The term “radar” was an abbreviation for “radio detecting and ranging.” In 1922, A. Hoyt Taylor and Leo C. Young at the Navy’s Aircraft Radio Laboratory in Washington, D.C., were experimenting with radio transmissions between their station and a receiver located across the Anacostia River. During the test, a passing river steamer interrupted their signal. This suggested that radio waves might be used to detect the passage of a ship at night or in fog.
In 1936, R.C. Guthrie and R.M. Page of the Naval Research Laboratory in Washington tested a radar unit that could detect an aircraft 25 miles away. In 1940, the Navy and the Sperry Company developed an air-to-air radar unit that could be carried by a fighter.
Just after Pearl Harbor, the Naval Aircraft Factory at Philadelphia began fitting 34 F4U-1 Corsair fighters with an APS-4 radar using an 18-inch parabolic antenna inside a housing on the leading edge of the right wing of each aircraft. Because of the radar pod, the planes’ armament was reduced from six wing-mounted .50-caliber machine guns to five.
With these changes, plus a small radarscope on the pilot’s instrument panel and flame dampeners to conceal exhaust emissions during the hours of darkness, the planes became F4U-2 models. Later, two more were modified. Just 36 of the little-known F4U-2 night fighters were built. Had the Navy’s own designation system been properly used, they would have been called F4U-2N models, but the term was not used.
“Believe it or not, having that fat radar installation out on the right wing actually improved the performance of the Corsair, so that the F4U-2 was in some ways easier to fly than the early F4U-1,” said Lang. “The radome improved the stall characteristics considerably. There was a noteworthy improvement in left roll performance over the standard F4U-1.”
Fighting at night was a new idea. “Marine night fighters got started at the beginning of 1943,” said Lang. “I came out of flight school and went directly into night fighters at Cherry Point, North Carolina. Our first commander at squadron VMF (N)-532 was Major Ross Mickey. We received 18 of the 36 F4U-2 Corsairs made, while the Navy got the others to equip squadrons VF (N)-75 and VF (N)-76. VMF (N)-532 became the first outfit to shoot down an enemy aircraft at night using night fighting equipment.

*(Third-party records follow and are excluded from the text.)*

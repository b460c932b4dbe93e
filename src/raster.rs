use std::cmp;

use image::{GrayImage, Luma};

use crate::error::Error;

pub mod reader;

/// An 8-bit single channel raster, stored row by row.
#[derive(Clone, Debug, PartialEq, Eq)]
pub struct Image {
    width: u32,
    height: u32,
    samples: Vec<u8>,
}

impl Image {
    pub fn new(width: u32, height: u32, samples: Vec<u8>) -> crate::Result<Self> {
        if width == 0 || height == 0 {
            return Err(Error::EmptyImage(width, height));
        }
        let expected_number_of_samples = width as usize * height as usize;
        if samples.len() != expected_number_of_samples {
            return Err(Error::MismatchOfSizeBetweenDimensionsAndSamples(
                expected_number_of_samples,
                samples.len(),
            ));
        }
        Ok(Self {
            width,
            height,
            samples,
        })
    }

    pub fn from_fn<F>(width: u32, height: u32, mut sample_at: F) -> crate::Result<Self>
    where
        F: FnMut(u32, u32) -> u8,
    {
        let mut samples = Vec::with_capacity(width as usize * height as usize);
        for row_index in 0..height {
            for column_index in 0..width {
                samples.push(sample_at(column_index, row_index));
            }
        }
        Self::new(width, height, samples)
    }

    pub fn width(&self) -> u32 {
        self.width
    }

    pub fn height(&self) -> u32 {
        self.height
    }

    pub fn samples(&self) -> &[u8] {
        &self.samples
    }

    pub fn sample(&self, column_index: u32, row_index: u32) -> u8 {
        let index = column_index as usize + row_index as usize * self.width as usize;
        self.samples[index]
    }

    /// Applies `f` to every sample and returns the result as a new image of
    /// the same size.
    pub fn map_samples<F>(&self, f: F) -> Self
    where
        F: Fn(u8) -> u8,
    {
        Self {
            width: self.width,
            height: self.height,
            samples: self.samples.iter().map(|sample| f(*sample)).collect(),
        }
    }

    /// Sum and count of the samples inside the given rectangle. The rectangle
    /// is clipped to the image extent, so border blocks only count what they
    /// actually cover.
    pub(crate) fn rect_sum(
        &self,
        column_index: u32,
        row_index: u32,
        width: u32,
        height: u32,
    ) -> (u64, u64) {
        let last_column = cmp::min(self.width, column_index.saturating_add(width));
        let last_row = cmp::min(self.height, row_index.saturating_add(height));
        let mut sum = 0_u64;
        let mut count = 0_u64;
        for current_row in row_index..last_row {
            let row_start = current_row as usize * self.width as usize;
            let row =
                &self.samples[row_start + column_index as usize..row_start + last_column as usize];
            sum += row.iter().map(|sample| *sample as u64).sum::<u64>();
            count += row.len() as u64;
        }
        (sum, count)
    }

    pub fn to_gray_image(&self) -> GrayImage {
        GrayImage::from_fn(self.width, self.height, |column_index, row_index| {
            Luma([self.sample(column_index, row_index)])
        })
    }
}

impl TryFrom<GrayImage> for Image {
    type Error = Error;

    fn try_from(value: GrayImage) -> crate::Result<Self> {
        let (width, height) = value.dimensions();
        Self::new(width, height, value.into_raw())
    }
}

#[cfg(test)]
mod tests {
    use image::GrayImage;

    use super::Image;
    use crate::error::ErrorKind;

    #[rustfmt::skip]
    const TEST_SAMPLES: &[u8] = &[
         1,  2,  3,  4,
         5,  6,  7,  8,
         9, 10, 11, 12,
        13, 14, 15, 16,
    ];

    fn create_test_image() -> Image {
        Image::new(4, 4, Vec::from(TEST_SAMPLES)).expect("test image must be valid")
    }

    #[test]
    fn sample_is_read_row_major() {
        let image = create_test_image();
        assert_eq!(image.sample(2, 1), 7);
        assert_eq!(image.sample(0, 3), 13);
    }

    #[test]
    fn empty_image_is_invalid_input() {
        let error = Image::new(0, 4, Vec::new()).unwrap_err();
        assert_eq!(error.kind(), ErrorKind::InvalidInput);
    }

    #[test]
    fn sample_count_mismatch_is_invalid_input() {
        let error = Image::new(4, 4, vec![0; 15]).unwrap_err();
        assert_eq!(error.kind(), ErrorKind::InvalidInput);
    }

    #[test]
    fn rect_sum_inside_image() {
        let image = create_test_image();
        assert_eq!(image.rect_sum(1, 1, 2, 2), (6 + 7 + 10 + 11, 4));
    }

    #[test]
    fn rect_sum_is_clipped_at_border() {
        let image = create_test_image();
        assert_eq!(image.rect_sum(3, 3, 2, 2), (16, 1));
    }

    #[test]
    fn map_samples_keeps_source_untouched() {
        let image = create_test_image();
        let inverted = image.map_samples(|sample| 255 - sample);
        assert_eq!(inverted.sample(0, 0), 254);
        assert_eq!(image.sample(0, 0), 1);
    }

    #[test]
    fn convert_from_and_to_gray_image() {
        let image = create_test_image();
        let gray_image = image.to_gray_image();
        assert_eq!(gray_image.dimensions(), (4, 4));
        assert_eq!(Image::try_from(gray_image).unwrap(), image);
    }

    #[test]
    fn empty_gray_image_is_rejected() {
        assert!(Image::try_from(GrayImage::new(0, 0)).is_err());
    }
}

“Our second commander, Major Everette H. Vaughan, was a guiding force in developing tactics and methods for taking advantage of the superb performance of the radar-equipped Corsair,” said Lang. Vaughan arrived at Cherry Point in the spring of 1943. He was an experienced pilot who had flown in the reserves before the war. He had been an airline pilot at the time of Pearl Harbor.
He was “a real leader who rarely needed to use his powerful personality,” said Lang.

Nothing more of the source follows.